Driving to the Post Office the other day to get my mail, I started to think about the price we pay to live on Shelter Island, especially in time. No mail delivery. Time. No garbage pickup. More time. To leave the island or return to it, we have to wait in line for a ferry. Even more time. I can’t imagine some of my up-island friends taking the time to drive to the Post Office every day to get their mail. Their heads would explode!
Of course, wherever you live, life can be as hectic as you want it to be, but in my experience, places seem to have an energy of their own. Haven’t you noticed this? I lived out west for a few years in Tempe, Arizona, and I found the energy there to be more welcoming and friendly than in New York City, for example. The energy on Shelter Island seems a bit more leisurely than the rest of Long Island. Not that we don’t work hard here, but even when I’m busy or on a deadline, things don’t seem as crazed as they might.

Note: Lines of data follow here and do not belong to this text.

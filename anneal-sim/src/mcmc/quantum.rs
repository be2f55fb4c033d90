use rand::seq::SliceRandom;
use rand::Rng;
use tracing::{debug, trace};

use crate::error::{
    check_len, check_schedule, check_spins, check_sweeps, AnnealError, AnnealResult,
};
use crate::graph::CouplingGraph;
use crate::mcmc::metropolis::{local_ediff_with, metropolis_step};

/// Effective ferromagnetic coupling between neighboring Trotter slices:
/// `J_perp = -P*T/2 * ln(tanh(field / (P*T)))`.
///
/// `ln(tanh x)` is evaluated as `ln(1 - e) - ln(1 + e)` with `e = exp(-2x)`,
/// which keeps precision once `tanh x` is within rounding of 1. For
/// `field > 0` and `temp > 0` the result is finite and strictly positive;
/// values below the smallest normal `f32` are clamped to it.
pub fn trotter_coupling(field: f32, temp: f32, n_slices: usize) -> f32 {
    let pt = n_slices as f64 * temp as f64;
    let e = (-2.0 * field as f64 / pt).exp();
    let ln_tanh = (-e).ln_1p() - e.ln_1p();
    ((-0.5 * pt * ln_tanh) as f32).max(f32::MIN_POSITIVE)
}

/// Slices adjacent to `p` on the periodic ring of `n_slices`.
#[inline]
pub fn ring_neighbors(p: usize, n_slices: usize) -> (usize, usize) {
    ((p + n_slices - 1) % n_slices, (p + 1) % n_slices)
}

/// Energy gained by flipping spin `i` of slice `p`.
///
/// Intra-slice terms read slice `p` only; the imaginary-time terms read the
/// same spin in the two ring-adjacent slices, so slice 0 sees slice
/// `n_slices - 1` and vice versa.
#[inline]
pub fn trotter_ediff(
    graph: &CouplingGraph,
    spins: &[i8],
    n_slices: usize,
    p: usize,
    i: usize,
    j_perp: f32,
) -> f32 {
    let n_spins = graph.n_spins();
    let base = p * n_spins;
    let s = spins[base + i];
    let (left, right) = ring_neighbors(p, n_slices);
    let sf = s as f32;

    local_ediff_with(graph, i, s, |j| spins[base + j])
        + -2.0 * sf * (j_perp * spins[left * n_spins + i] as f32)
        + -2.0 * sf * (j_perp * spins[right * n_spins + i] as f32)
}

/// Path-integral quantum annealing over a transverse-field schedule.
///
/// `spins` holds `n_slices` Trotter slices of `n_spins` spins, slice `p` at
/// `p * n_spins .. (p + 1) * n_spins`; every slice shares `graph`. For each
/// field value the inter-slice coupling is recomputed, then for each of
/// `sweeps` steps the slices are visited in a fresh random order and, within
/// a slice, the spins in a fresh random order. A spin's energy difference is
/// the intra-slice kernel plus `-2 * s * J_perp * (left + right)` from the
/// same spin in the two ring-adjacent slices; the Metropolis decision uses
/// the fixed temperature `temp`.
///
/// With a single slice there is no imaginary-time neighbor and the update
/// reduces to the classical one at `temp`.
#[allow(clippy::too_many_arguments)]
#[cfg_attr(feature = "profile", inline(never))]
pub fn anneal_quantum<R: Rng + ?Sized>(
    schedule: &[f32],
    sweeps: usize,
    n_slices: usize,
    temp: f32,
    n_spins: usize,
    spins: &mut [i8],
    graph: &CouplingGraph,
    rng: &mut R,
) -> AnnealResult<()> {
    check_sweeps(sweeps)?;
    check_schedule(schedule)?;
    if n_slices == 0 {
        return Err(AnnealError::InvalidSlices(n_slices));
    }
    if !(temp.is_finite() && temp > 0.0) {
        return Err(AnnealError::InvalidTemperature(temp));
    }
    check_len("graph spins", n_spins, graph.n_spins())?;
    check_len("slice matrix", n_slices * n_spins, spins.len())?;
    check_spins(spins)?;

    debug!(n_spins, n_slices, temp, steps = schedule.len(), sweeps, "quantum anneal");

    let mut slice_order: Vec<usize> = (0..n_slices).collect();
    let mut spin_order: Vec<usize> = (0..n_spins).collect();

    for &field in schedule {
        let j_perp = if n_slices > 1 {
            trotter_coupling(field, temp, n_slices)
        } else {
            0.0
        };
        let mut flips = 0usize;

        for _ in 0..sweeps {
            slice_order.shuffle(rng);
            for &p in &slice_order {
                spin_order.shuffle(rng);
                for &i in &spin_order {
                    let ediff = trotter_ediff(graph, spins, n_slices, p, i, j_perp);
                    if metropolis_step(ediff, temp, rng) {
                        let k = p * n_spins + i;
                        spins[k] = -spins[k];
                        flips += 1;
                    }
                }
            }
        }
        trace!(field, j_perp, flips, "schedule step done");
    }

    Ok(())
}
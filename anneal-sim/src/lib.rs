//! Monte Carlo engines for annealing Ising models.
//!
//! Four engines share one Metropolis rule over a sparse [`CouplingGraph`]:
//!
//! * [`anneal_sequential`]: randomized single-spin sweeps, one thread.
//! * [`anneal_parallel`]: static index partition over a worker pool, with
//!   unsynchronized neighbor reads across partitions.
//! * [`anneal_multispin`]: 64 replicas bit-packed into one `u64` per spin.
//! * [`anneal_quantum`]: path-integral annealing on a ring of Trotter slices.
//!
//! Every engine mutates the caller's spin buffer in place and takes its random
//! source as an explicit argument.

pub mod config;
pub mod error;
pub mod graph;
pub mod mcmc;
pub mod schedule;
pub mod simulation;
pub mod spins;

pub use config::{AnnealConfig, Engine, QuantumConfig};
pub use error::{AnnealError, AnnealResult};
pub use graph::{CouplingGraph, Lattice};
pub use mcmc::{
    anneal_multispin, anneal_parallel, anneal_parallel_in, anneal_quantum, anneal_sequential,
};
pub use schedule::{Schedule, ScheduleKind};
pub use simulation::{random_spins, run_anneal, AnnealReport};
pub use spins::energy::{graph_energy, ising_energy};
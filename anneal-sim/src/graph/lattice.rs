use crate::error::{check_len, AnnealResult};

/// Hypercubic bond directions: one unit vector per dimension.
///
/// For `n_dims = 3` this returns `[[1,0,0], [0,1,0], [0,0,1]]`.
pub fn hypercubic(n_dims: usize) -> Vec<Vec<isize>> {
    (0..n_dims)
        .map(|d| (0..n_dims).map(|k| isize::from(k == d)).collect())
        .collect()
}

/// Periodic Bravais lattice used to lay out nearest-neighbor problems.
///
/// Sites are numbered in row-major order. Only forward bonds are tabulated;
/// [`CouplingGraph::from_lattice`](crate::graph::CouplingGraph::from_lattice)
/// lists each bond from both ends.
#[derive(Debug, Clone)]
pub struct Lattice {
    /// Extent along each dimension.
    pub shape: Vec<usize>,
    /// Total number of sites.
    pub n_spins: usize,
    /// Number of forward bond directions per site.
    pub n_directions: usize,
    /// `forward[i * n_directions + d]` is the site reached from `i` along `d`.
    forward: Vec<usize>,
}

impl Lattice {
    /// Hypercubic lattice with the given shape, e.g. `vec![16, 16]`.
    pub fn hypercubic(shape: Vec<usize>) -> Self {
        let n_dims = shape.len();
        Self::build(shape, hypercubic(n_dims))
    }

    /// Lattice with arbitrary bond directions in lattice coordinates, e.g.
    /// `[[1,0], [0,1], [1,-1]]` for the triangular lattice.
    ///
    /// Periodic wrapping is applied with `rem_euclid`. Every direction must
    /// have one component per dimension of `shape`.
    pub fn with_directions(shape: Vec<usize>, directions: Vec<Vec<isize>>) -> AnnealResult<Self> {
        for dir in &directions {
            check_len("bond direction", shape.len(), dir.len())?;
        }
        Ok(Self::build(shape, directions))
    }

    fn build(shape: Vec<usize>, directions: Vec<Vec<isize>>) -> Self {
        let n_dims = shape.len();
        let n_spins: usize = shape.iter().product();
        let n_directions = directions.len();

        let mut strides = vec![1usize; n_dims];
        for d in (0..n_dims.saturating_sub(1)).rev() {
            strides[d] = strides[d + 1] * shape[d + 1];
        }

        let mut forward = Vec::with_capacity(n_spins * n_directions);
        for i in 0..n_spins {
            for dir in &directions {
                let site = (0..n_dims)
                    .map(|k| {
                        let coord = ((i / strides[k]) % shape[k]) as isize;
                        (coord + dir[k]).rem_euclid(shape[k] as isize) as usize * strides[k]
                    })
                    .sum::<usize>();
                forward.push(site);
            }
        }

        Self {
            shape,
            n_spins,
            n_directions,
            forward,
        }
    }

    /// Site reached from `site` by one step along direction `d`.
    #[inline]
    pub fn forward(&self, site: usize, d: usize) -> usize {
        self.forward[site * self.n_directions + d]
    }
}
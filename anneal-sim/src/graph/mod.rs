pub mod coupling;
pub mod lattice;
pub mod problem;

pub use coupling::CouplingGraph;
pub use lattice::{hypercubic, Lattice};
pub use problem::{parse_problem, read_problem};
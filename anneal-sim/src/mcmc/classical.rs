use rand::seq::SliceRandom;
use rand::Rng;
use tracing::{debug, trace};

use crate::error::{check_len, check_schedule, check_spins, check_sweeps, AnnealResult};
use crate::graph::CouplingGraph;
use crate::mcmc::metropolis::{local_ediff, metropolis_step};

/// Sequential simulated annealing over a temperature schedule.
///
/// For each temperature, `sweeps` sweeps are run; every sweep visits each
/// spin exactly once in a freshly shuffled order and every decision sees the
/// latest values, including flips made earlier in the same sweep.
///
/// `spins` is mutated in place. An empty schedule leaves it untouched.
#[cfg_attr(feature = "profile", inline(never))]
pub fn anneal_sequential<R: Rng + ?Sized>(
    schedule: &[f32],
    sweeps: usize,
    spins: &mut [i8],
    graph: &CouplingGraph,
    rng: &mut R,
) -> AnnealResult<()> {
    check_sweeps(sweeps)?;
    check_schedule(schedule)?;
    check_len("spins", graph.n_spins(), spins.len())?;
    check_spins(spins)?;

    let n_spins = graph.n_spins();
    debug!(n_spins, steps = schedule.len(), sweeps, "sequential anneal");

    let mut order: Vec<usize> = (0..n_spins).collect();
    for &temp in schedule {
        let mut flips = 0usize;
        for _ in 0..sweeps {
            order.shuffle(rng);
            for &i in &order {
                let ediff = local_ediff(graph, spins, i);
                if metropolis_step(ediff, temp, rng) {
                    spins[i] = -spins[i];
                    flips += 1;
                }
            }
        }
        trace!(temp, flips, "schedule step done");
    }

    Ok(())
}
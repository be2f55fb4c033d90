//! Error types for the annealing engines.

use thiserror::Error;

/// Caller precondition and input-integrity failures.
///
/// Every engine entry point validates its inputs before touching the spin
/// buffer, so an `Err` always leaves the caller's configuration untouched.
#[derive(Debug, Error)]
#[non_exhaustive]
pub enum AnnealError {
    /// Sweep count per schedule value must be at least 1.
    #[error("sweeps per schedule value must be at least 1, got {0}")]
    InvalidSweeps(usize),

    /// A schedule value is zero, negative, or not finite.
    #[error("schedule value {value} at index {index} must be finite and > 0")]
    InvalidControl {
        /// Position in the schedule.
        index: usize,
        /// The offending value.
        value: f32,
    },

    /// Worker pool size must be at least 1.
    #[error("worker count must be at least 1, got {0}")]
    InvalidWorkers(usize),

    /// Trotter slice count must be at least 1.
    #[error("Trotter slice count must be at least 1, got {0}")]
    InvalidSlices(usize),

    /// Fixed temperature of the quantum run must be finite and > 0.
    #[error("temperature must be finite and > 0, got {0}")]
    InvalidTemperature(f32),

    /// The graph has no spins.
    #[error("coupling graph has no spins")]
    EmptyGraph,

    /// A buffer's length does not match the expected shape.
    #[error("{what}: expected length {expected}, got {got}")]
    LengthMismatch {
        /// Which buffer.
        what: &'static str,
        /// Required length.
        expected: usize,
        /// Supplied length.
        got: usize,
    },

    /// A spin entry is neither +1 nor -1.
    #[error("spin {index} has value {value}, expected +1 or -1")]
    InvalidSpin {
        /// Flat index of the entry.
        index: usize,
        /// The offending value.
        value: i8,
    },

    /// A coupling-graph entry names a spin that does not exist.
    #[error("spin {spin} lists neighbor {neighbor} but the graph has only {n_spins} spins")]
    NeighborOutOfRange {
        /// Spin owning the list.
        spin: usize,
        /// The out-of-range neighbor index.
        neighbor: usize,
        /// Number of spins in the graph.
        n_spins: usize,
    },

    /// Malformed problem file.
    #[error("problem file line {line}: {msg}")]
    Parse {
        /// 1-based line number.
        line: usize,
        /// What went wrong.
        msg: String,
    },

    /// Invalid schedule generator parameters.
    #[error("invalid schedule: {0}")]
    Schedule(String),

    /// Run configuration failed validation.
    #[error("invalid configuration: {0}")]
    Config(String),

    /// The worker pool could not be started.
    #[error("failed to build worker pool: {0}")]
    ThreadPool(#[from] rayon::ThreadPoolBuildError),

    /// Reading a problem file failed.
    #[error("I/O error: {0}")]
    Io(#[from] std::io::Error),
}

/// Result type for annealing operations.
pub type AnnealResult<T> = Result<T, AnnealError>;

pub(crate) fn check_sweeps(sweeps: usize) -> AnnealResult<()> {
    if sweeps == 0 {
        return Err(AnnealError::InvalidSweeps(sweeps));
    }
    Ok(())
}

/// Every schedule value must be finite and strictly positive. An empty
/// schedule is accepted and makes the run a no-op.
pub(crate) fn check_schedule(schedule: &[f32]) -> AnnealResult<()> {
    match schedule
        .iter()
        .position(|&v| !(v.is_finite() && v > 0.0))
    {
        Some(index) => Err(AnnealError::InvalidControl {
            index,
            value: schedule[index],
        }),
        None => Ok(()),
    }
}

pub(crate) fn check_len(what: &'static str, expected: usize, got: usize) -> AnnealResult<()> {
    if expected != got {
        return Err(AnnealError::LengthMismatch {
            what,
            expected,
            got,
        });
    }
    Ok(())
}

pub(crate) fn check_spins(spins: &[i8]) -> AnnealResult<()> {
    match spins.iter().position(|&s| s != 1 && s != -1) {
        Some(index) => Err(AnnealError::InvalidSpin {
            index,
            value: spins[index],
        }),
        None => Ok(()),
    }
}
pub mod classical;
pub mod metropolis;
pub mod multispin;
pub mod parallel;
pub mod quantum;

pub use classical::anneal_sequential;
pub use multispin::anneal_multispin;
pub use parallel::{anneal_parallel, anneal_parallel_in};
pub use quantum::{anneal_quantum, trotter_coupling};
use crate::error::{AnnealError, AnnealResult};
use crate::graph::Lattice;

/// Sparse coupling graph with a fixed number of entries per spin.
///
/// Spin `i` owns entries `i * degree .. (i + 1) * degree` of the flat
/// `neighbors` / `couplings` arrays. An entry whose neighbor is `i` itself is
/// a linear bias on spin `i`. Lists shorter than `degree` are padded with
/// `(i, 0.0)`, which contributes nothing to any energy difference.
///
/// Lists are independent per spin: `J[i][j]` and `J[j][i]` are separate
/// entries and the engines never assume they agree.
#[derive(Debug, Clone, PartialEq)]
pub struct CouplingGraph {
    n_spins: usize,
    degree: usize,
    neighbors: Vec<usize>,
    couplings: Vec<f32>,
}

impl CouplingGraph {
    /// Build from flat per-spin lists of length `n_spins * degree`.
    pub fn new(
        n_spins: usize,
        degree: usize,
        neighbors: Vec<usize>,
        couplings: Vec<f32>,
    ) -> AnnealResult<Self> {
        if n_spins == 0 {
            return Err(AnnealError::EmptyGraph);
        }
        crate::error::check_len("neighbor table", n_spins * degree, neighbors.len())?;
        crate::error::check_len("coupling table", n_spins * degree, couplings.len())?;

        for (slot, &j) in neighbors.iter().enumerate() {
            if j >= n_spins {
                return Err(AnnealError::NeighborOutOfRange {
                    spin: slot / degree,
                    neighbor: j,
                    n_spins,
                });
            }
        }

        Ok(Self {
            n_spins,
            degree,
            neighbors,
            couplings,
        })
    }

    /// Build from ragged adjacency lists, padding every list to the longest.
    pub fn from_adjacency(lists: Vec<Vec<(usize, f32)>>) -> AnnealResult<Self> {
        let n_spins = lists.len();
        let degree = lists.iter().map(Vec::len).max().unwrap_or(0);

        let mut neighbors = Vec::with_capacity(n_spins * degree);
        let mut couplings = Vec::with_capacity(n_spins * degree);
        for (i, list) in lists.into_iter().enumerate() {
            let pad = degree - list.len();
            for (j, c) in list {
                neighbors.push(j);
                couplings.push(c);
            }
            neighbors.extend(std::iter::repeat(i).take(pad));
            couplings.extend(std::iter::repeat(0.0).take(pad));
        }

        Self::new(n_spins, degree, neighbors, couplings)
    }

    /// Build from a row-major `n_spins x n_spins` coupling matrix.
    ///
    /// Row `i` lists every nonzero `J[i][j]`; the diagonal becomes the bias.
    /// The matrix is expected to be symmetric.
    pub fn from_dense(matrix: &[f32], n_spins: usize) -> AnnealResult<Self> {
        crate::error::check_len("coupling matrix", n_spins * n_spins, matrix.len())?;
        let lists = matrix
            .chunks_exact(n_spins.max(1))
            .take(n_spins)
            .map(|row| {
                row.iter()
                    .enumerate()
                    .filter(|(_, &c)| c != 0.0)
                    .map(|(j, &c)| (j, c))
                    .collect()
            })
            .collect();
        Self::from_adjacency(lists)
    }

    /// Lay out nearest-neighbor couplings on a periodic lattice.
    ///
    /// `forward_couplings[i * n_directions + d]` is the bond from site `i` to
    /// its forward neighbor along direction `d`; each bond is listed from both
    /// ends. Bonds that wrap onto their own site (extent 1) are constant
    /// energy and are dropped.
    pub fn from_lattice(lattice: &Lattice, forward_couplings: &[f32]) -> AnnealResult<Self> {
        let n_dirs = lattice.n_directions;
        crate::error::check_len(
            "lattice couplings",
            lattice.n_spins * n_dirs,
            forward_couplings.len(),
        )?;

        let mut lists: Vec<Vec<(usize, f32)>> = vec![Vec::with_capacity(2 * n_dirs); lattice.n_spins];
        for i in 0..lattice.n_spins {
            for d in 0..n_dirs {
                let j = lattice.forward(i, d);
                if j == i {
                    continue;
                }
                let c = forward_couplings[i * n_dirs + d];
                lists[i].push((j, c));
                lists[j].push((i, c));
            }
        }

        Self::from_adjacency(lists)
    }

    pub fn n_spins(&self) -> usize {
        self.n_spins
    }

    /// Entries per spin, padding included.
    pub fn degree(&self) -> usize {
        self.degree
    }

    /// `(neighbor, coupling)` pairs of spin `i`, in stored order.
    #[inline]
    pub fn neighbors(&self, i: usize) -> impl Iterator<Item = (usize, f32)> + '_ {
        let span = i * self.degree..(i + 1) * self.degree;
        self.neighbors[span.clone()]
            .iter()
            .copied()
            .zip(self.couplings[span].iter().copied())
    }
}
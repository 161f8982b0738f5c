use std::collections::HashSet;

use serde::Serialize;

use crate::models::{Product, UserActivity};

/// A product from the user's own history, tagged with how they touched it
///
/// Drives the For You page's activity badges (wishlist, cart, ordered).
#[derive(Debug, Clone, Serialize, PartialEq)]
#[serde(rename_all = "camelCase")]
pub struct ActivityProduct {
    pub product: Product,
    pub in_cart: bool,
    pub in_wishlist: bool,
    pub ordered: bool,
}

/// Wishlist products resolved against the catalog, for the "revisit your
/// favorites" shelf.
///
/// Returned in catalog order and truncated to `limit`; wishlisted ids no
/// longer present in the catalog drop out.
pub fn revisit_favorites(
    catalog: &[Product],
    activity: &UserActivity,
    limit: usize,
) -> Vec<Product> {
    let wishlisted: HashSet<&str> = activity
        .wishlist_items
        .iter()
        .filter(|(_, present)| **present)
        .map(|(id, _)| id.as_str())
        .collect();

    catalog
        .iter()
        .filter(|product| wishlisted.contains(product.id.as_str()))
        .take(limit)
        .cloned()
        .collect()
}

/// Every product the user has touched through cart, wishlist, or a past
/// order, in catalog order, each tagged for display.
pub fn activity_overview(catalog: &[Product], activity: &UserActivity) -> Vec<ActivityProduct> {
    let ordered: HashSet<&str> = activity
        .orders
        .iter()
        .flat_map(|order| order.items.iter())
        .map(|item| item.product_id.as_str())
        .collect();

    catalog
        .iter()
        .filter_map(|product| {
            let in_cart = activity.cart_items.contains_key(&product.id);
            let in_wishlist = activity
                .wishlist_items
                .get(&product.id)
                .copied()
                .unwrap_or(false);
            let was_ordered = ordered.contains(product.id.as_str());

            (in_cart || in_wishlist || was_ordered).then(|| ActivityProduct {
                product: product.clone(),
                in_cart,
                in_wishlist,
                ordered: was_ordered,
            })
        })
        .collect()
}
use crate::models::{PreferenceProfile, Product};

/// A catalog product with its computed relevance score
///
/// Never mutated once scored. `position` is the product's index in the
/// catalog snapshot and serves as the stable tie-break key during selection.
#[derive(Debug, Clone)]
pub struct ScoredCandidate<'a> {
    pub product: &'a Product,
    pub score: f64,
    pub position: usize,
}

/// Relevance of a single product against a preference profile.
///
/// Purely additive: the category and sub-category affinities sum, with
/// missing keys contributing zero. Safe to call on any product, including
/// ones the selector excludes; a product with no affinity overlap scores
/// exactly 0.0 and is dropped by the minimum-score threshold rather than
/// special-cased here.
pub fn score(product: &Product, profile: &PreferenceProfile) -> f64 {
    let category = profile
        .category_weight
        .get(&product.category)
        .copied()
        .unwrap_or(0.0);
    let subcategory = profile
        .subcategory_weight
        .get(&product.sub_category)
        .copied()
        .unwrap_or(0.0);

    category + subcategory
}
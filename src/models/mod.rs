use serde::{Deserialize, Serialize};

pub mod activity;
pub mod profile;

pub use activity::{ActivityRecord, Order, OrderItem, UserActivity};
pub use profile::PreferenceProfile;

/// Immutable catalog entry
///
/// The catalog snapshot is supplied by the product-listing subsystem and is
/// read-only here: ids are non-empty and unique, prices non-negative, both
/// validated upstream. Only `category` and `sub_category` feed the scoring
/// model; `bestseller` and `date` feed the featured fallback ranking, and the
/// rest is display metadata carried through for the caller.
#[derive(Debug, Clone, Serialize, Deserialize, PartialEq)]
#[serde(rename_all = "camelCase")]
pub struct Product {
    pub id: String,
    pub name: String,
    pub category: String,
    pub sub_category: String,
    pub price: f64,

    /// Display image refs, irrelevant to scoring
    #[serde(default)]
    pub image: Vec<String>,

    /// Merchandising flag from the catalog
    #[serde(default)]
    pub bestseller: bool,

    /// Listing timestamp in epoch milliseconds, the catalog's recency signal
    #[serde(default)]
    pub date: i64,
}
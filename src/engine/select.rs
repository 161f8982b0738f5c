use crate::{
    config::RecommendOptions,
    engine::score::{score, ScoredCandidate},
    models::{PreferenceProfile, Product},
};

/// Ranks the catalog against a profile and returns the final bounded list.
///
/// Candidates are the catalog minus the already-interacted products when
/// `exclude_interacted` is set. Everything below `min_score` is filtered out,
/// the rest is ordered by descending score with catalog position breaking
/// ties, and the result is truncated to `max_results`. A fresh vector is
/// allocated per call; nothing is cached.
pub fn select(
    catalog: &[Product],
    profile: &PreferenceProfile,
    options: &RecommendOptions,
) -> Vec<Product> {
    let mut candidates: Vec<ScoredCandidate> = catalog
        .iter()
        .enumerate()
        .filter(|(_, product)| {
            !options.exclude_interacted || !profile.excluded_ids.contains(&product.id)
        })
        .map(|(position, product)| ScoredCandidate {
            product,
            score: score(product, profile),
            position,
        })
        .filter(|candidate| candidate.score >= options.min_score)
        .collect();

    candidates.sort_by(|a, b| {
        b.score
            .total_cmp(&a.score)
            .then(a.position.cmp(&b.position))
    });
    candidates.truncate(options.max_results);

    candidates
        .into_iter()
        .map(|candidate| candidate.product.clone())
        .collect()
}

Shelter Island seems to be saying to us, slow down. The signs are all around us, literally. Look at the speed limits. Even if you wanted to race around like a crazy person, as soon as you get in your car you are reminded to chill out and relax a little.
Einstein once said, “When you are courting a nice girl an hour seems like a second. When you sit on a red-hot cinder a second seems like an hour. That’s relativity.” I’m by no means comparing life on Shelter Island to sitting on a red-hot cinder! The point is that we experience time differently in different circumstances.